Tuesday 12 November 2013

Single morgue copes with Karachi's death toll


As Ghulam Hussain prepares for another day at work as manager of the Edhi Morgue, the only functioning morgue in Karachi -- a city of more than 18 million and the explosive nerve center of Pakistan -- on the other side of town a large bundle wrapped in a white shroud is loaded by two men into an ambulance.

The red-stained shroud does a poor job of hiding the bloodied corpse inside.

On arrival at the morgue, the bundle is gingerly carried inside. On a good day, this would be the first of five bodies Hussain receives.

"Sometimes, there are as many as 10 bodies in a day and other times even more," he told UPI Next.

As the police officer rattles off details about the corpse -- where it was picked up, the clothes it was wearing, bullet wounds, any identifying features -- Hussain jots them down in the register in front of him.

He writes the number 138,289 on a piece of paper and pulls it under the string holding the shroud in place. The body is then sent to cold storage, where other wrapped corpses lie side by side on steel bunks.

"If we wash the body at once it changes the way they look and families have a hard time recognizing their loved ones," explains Hussain.

The port city of Karachi accounts for about 40 percent of the country's gross domestic product, 73 percent of its income tax and 64 percent of sales tax revenues.

Hardly a day goes by when someone is not robbed or killed, or a trussed-up body is not found by the side of the road. City newspapers carry stories of such violence daily.

Through June of this year, 1,726 killings were recorded by the Human Rights Commission of Pakistan. About eight people have died each day this year, on average.
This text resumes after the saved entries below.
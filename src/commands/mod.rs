use std::{borrow::Cow, future::Future, sync::Arc, time::Duration};

use backon::Retryable;
use rust_decimal::Decimal;
use tracing::warn;
use uuid::Uuid;

use crate::{
    adapters::clock::SystemClock,
    config::{ConfigError, Settings},
    domain::{
        ledger::{LedgerError, UserLedger},
        volume::NotPending,
        InvalidAmount, UserProfile,
    },
    ports::{clock::ClockPort, database::DatabasePort, directory::DirectoryPort},
};

pub mod add_volume;
pub mod approve_withdrawal;
pub mod close_weekly_volumes;
pub mod credit_points;
pub mod get_points_transactions;
pub mod get_user_points;
pub mod reject_withdrawal;
pub mod reserve_withdrawal;
pub mod rollback_reserved_points;
pub mod weekly_volume_queries;

/// Entry point for every operation of the service
///
/// Each operation is a [`tower::Service`] implementation for its own request type.
pub struct DomainLogic<D, U, M> {
    database: Arc<D>,
    directory: Arc<U>,
    membership: Arc<M>,
    clock: Arc<dyn ClockPort>,
    settings: Arc<Settings>,
}

impl<D, U, M> DomainLogic<D, U, M> {
    pub fn new(
        database: Arc<D>,
        directory: Arc<U>,
        membership: Arc<M>,
        clock: Arc<dyn ClockPort>,
        settings: Settings,
    ) -> Self {
        Self {
            database,
            directory,
            membership,
            clock,
            settings: Arc::new(settings),
        }
    }

    /// Build on the wall clock, cutting weeks at the configured UTC offset
    pub fn from_settings(
        database: Arc<D>,
        directory: Arc<U>,
        membership: Arc<M>,
        settings: Settings,
    ) -> Result<Self, ConfigError> {
        let minutes = settings.volume.utc_offset_minutes;
        let clock = SystemClock::from_offset_minutes(minutes).ok_or_else(|| {
            ConfigError::InvalidValue("volume.utc_offset_minutes".to_string(), minutes.to_string())
        })?;
        Ok(Self::new(
            database,
            directory,
            membership,
            Arc::new(clock),
            settings,
        ))
    }

    fn upstream_timeout(&self) -> Duration {
        self.settings.upstream.timeout()
    }

    /// Run a ledger operation, starting over on a fresh snapshot whenever its commit loses a race
    async fn with_ledger_retry<T, F, Fut>(&self, user_id: Uuid, operation: F) -> Result<T, Error>
    where
        F: FnMut() -> Fut,
        Fut: Future<Output = Result<T, Error>>,
    {
        operation
            .retry(self.settings.ledger.retry.backoff())
            .when(Error::is_conflict)
            .notify(|err: &Error, delay: Duration| {
                warn!(user_id = %user_id, error = %err, delay = ?delay, "ledger commit conflicted, retrying");
            })
            .await
    }
}

impl<D, U, M> DomainLogic<D, U, M>
where
    D: DatabasePort,
    U: DirectoryPort,
{
    async fn profile(&self, user_id: Uuid) -> Result<UserProfile, Error> {
        let user = upstream(
            self.upstream_timeout(),
            "directory",
            self.directory.get_user(user_id),
        )
        .await?;
        Ok(user.into())
    }

    /// Stored ledger of a user, or an empty one built from the directory
    async fn ledger_or_empty(&self, user_id: Uuid) -> Result<UserLedger, Error> {
        match self.database.load_ledger(user_id).await? {
            Some(ledger) => Ok(ledger),
            None => {
                let profile = self.profile(user_id).await?;
                Ok(UserLedger::empty(&profile, self.clock.now()))
            }
        }
    }

    /// Stored ledger of a user that must already have a points row
    async fn existing_ledger(&self, user_id: Uuid) -> Result<UserLedger, Error> {
        self.database
            .load_ledger(user_id)
            .await?
            .ok_or_else(|| Error::NotFound(format!("points of user {user_id}").into()))
    }
}

impl<D, U, M> Clone for DomainLogic<D, U, M> {
    fn clone(&self) -> Self {
        Self {
            database: self.database.clone(),
            directory: self.directory.clone(),
            membership: self.membership.clone(),
            clock: self.clock.clone(),
            settings: self.settings.clone(),
        }
    }
}

/// Await a call to the directory or membership service, giving up after `timeout`
async fn upstream<T, E>(
    timeout: Duration,
    service: &'static str,
    call: impl Future<Output = Result<T, E>>,
) -> Result<T, Error>
where
    Error: From<E>,
{
    match tokio::time::timeout(timeout, call).await {
        Ok(res) => res.map_err(Error::from),
        Err(_) => Err(Error::UpstreamUnavailable(service)),
    }
}

#[derive(thiserror::Error, Debug)]
pub enum Error {
    #[error("database port error: {0:?}")]
    Database(#[from] crate::ports::database::Error),
    #[error("directory port error: {0:?}")]
    Directory(crate::ports::directory::Error),
    #[error("membership port error: {0:?}")]
    Membership(#[from] crate::ports::membership::Error),

    #[error("{0} not found")]
    NotFound(Cow<'static, str>),

    #[error("insufficient balance: {available} available, {requested} requested")]
    InsufficientBalance {
        available: Decimal,
        requested: Decimal,
    },

    #[error("insufficient reservable funds: {reservable} reservable, {available_points} available points, {requested} requested")]
    InsufficientReservableFunds {
        available_points: Decimal,
        reservable: Decimal,
        requested: Decimal,
    },

    #[error(transparent)]
    InvalidAmount(#[from] InvalidAmount),

    #[error("{0} service unavailable")]
    UpstreamUnavailable(&'static str),

    #[error("invalid state: {0}")]
    InvalidState(Cow<'static, str>),
}

impl Error {
    /// Whether the operation lost an optimistic concurrency race and can run again
    pub fn is_conflict(&self) -> bool {
        matches!(self, Error::Database(err) if err.is_conflict())
    }
}

impl From<crate::ports::directory::Error> for Error {
    fn from(err: crate::ports::directory::Error) -> Self {
        match err {
            crate::ports::directory::Error::UserDoesNotExist(user_id) => {
                Error::NotFound(format!("user {user_id}").into())
            }
            err => Error::Directory(err),
        }
    }
}

impl From<NotPending> for Error {
    fn from(NotPending(id): NotPending) -> Self {
        Error::Database(crate::ports::database::Error::VolumeNotPending(id))
    }
}

impl From<LedgerError> for Error {
    fn from(err: LedgerError) -> Self {
        match err {
            LedgerError::InsufficientBalance {
                available,
                requested,
            } => Error::InsufficientBalance {
                available,
                requested,
            },
            LedgerError::InsufficientReservableFunds {
                available_points,
                reservable,
                requested,
            } => Error::InsufficientReservableFunds {
                available_points,
                reservable,
                requested,
            },
            LedgerError::UnknownTransaction(id) => {
                Error::NotFound(format!("points transaction {id}").into())
            }
            LedgerError::InvalidAmount(err) => Error::InvalidAmount(err),
        }
    }
}

/// Shared fixtures for command tests
#[cfg(test)]
pub(crate) mod testing {
    use super::*;
    use crate::{
        adapters::{clock::FixedClock, database::memory::MemoryDatabase},
        ports::{
            directory::{MockDirectoryPort, User},
            membership::MockMembershipPort,
        },
    };
    use chrono::{DateTime, TimeZone, Utc};

    /// Wednesday 2024-06-12, 10:00 UTC
    pub fn now() -> DateTime<Utc> {
        Utc.with_ymd_and_hms(2024, 6, 12, 10, 0, 0).unwrap()
    }

    pub fn user(user_id: Uuid) -> User {
        User {
            user_id,
            email: "member@example.com".to_string(),
            first_name: Some("Ana".to_string()),
            last_name: Some("Lopez".to_string()),
        }
    }

    pub fn fast_settings() -> Settings {
        let mut settings = Settings::default();
        settings.ledger.retry.min_delay_ms = 1;
        settings.ledger.retry.max_delay_ms = 2;
        settings.upstream.timeout_ms = 200;
        settings
    }

    pub fn domain(
        database: MemoryDatabase,
        directory: MockDirectoryPort,
        membership: MockMembershipPort,
    ) -> DomainLogic<MemoryDatabase, MockDirectoryPort, MockMembershipPort> {
        DomainLogic::new(
            Arc::new(database),
            Arc::new(directory),
            Arc::new(membership),
            Arc::new(FixedClock::at_utc(now())),
            fast_settings(),
        )
    }
}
Last year -- the deadliest in two decades, with 2,000 fatalities, according to the commission -- it took nine months to reach 1,800 bodies. Of the total killed this year, more than half were killed by robbers or bomb blasts.

The morgue has certainly been busier this year, Hussain said.

In March, a deadly bomb attack ripped through the city's Abbas Town area, killing 48 people.

"Even the morgue's floor was covered with charred bodies," another morgue worker, Mohammad Siddique, recalled. Siddique bathes bodies before they are sent for burial.

Hussain says of every five victims of violence, two are claimed by their families, while the rest are buried in the Edhi graveyard. The morgue charges about $10 for keeping a body in its cold storage, $6 for pre-burial bathing and $23 for an austere wooden coffin.

The fee is hardly enough to cover the cost of the electricity bill, which amounts to about $4,700 a month. Maintenance of air conditioners alone costs up to $187 per month.

The morgue was set up in 1984 by the Edhi Foundation, Pakistan's largest charity organization, after founder Abdul Sattar Edhi saw the need for somewhere unclaimed dead could be buried with customary religious honor.

The foundation was provided with 10 acres of land in Mawach Goth, an area on the outskirts of the city by Mayor Abdul Sattar Aghani, burial site administrator Anwar Kazmi told UPI Next.

The land soon filled up and the government gave the foundation 20 more acres.

Now, at least six unclaimed bodies are buried there each day.

In the first six months of the year, the foundation buried 828 unclaimed bodies. Last year, it buried more than 1,500; the previous year, more than 1,700.

"Since 1985 we have buried at least 217,000 bodies here," Kazmi said.

Two government hospitals in Karachi also have cold storage facilities, but they are seldom used, the city's chief medical examiner, Jalil Qadir, said.

"Often when bodies, including those of high-profile criminals, are kept in the hospital morgues, their relatives often come and wreck the facilities and injure doctors on duty. This is perhaps why the hospital authorities are not interested in keeping their morgues functional," the chief of forensics at Karachi's Sindh Jinnah Medical University, Dr. Muhammad Ali Mondhra, told UPI Next.

Meanwhile, corpse No. 138,289 lies on the cold steel bunk in the morgue. No. 138,281 lies beside it.

People come and go. Some have brought their late loved ones in for final burial rites. Others come searching for their loved ones.

Though Hussain's job is to guard the dead, he said it gives him a deeper appreciation of life and its fluidity.

"Once we received the body of a girl who had been raped. Her body had been found lying on the street. But her father refused to own his daughter and take her body home because he was angry at his daughter for running away," Hussain said.

"I kept the body for 11 days thinking that the father would change his mind and come back to claim it. But when it started to turn blue and decompose I had to send it for burial."

Meanwhile, two men arrive at the morgue. The younger man is looking for his older brother, missing for the past three days. He is taken inside the cold storage room to see if he can recognize someone. He does.

Corpse No. 138,281 has been identified as the victim of a shooting in the troubled south zone of Karachi.

Three days after arriving at dawn, corpse No. 138,289 is taken out of cold storage with five others. A photo is taken of the face, with the body number placed below.

Night shift workers give him his final ablution. The stained shroud is replaced. He is loaded back into an ambulance and taken to his final resting place in Mawach Goth, in the graveyard for the unknown.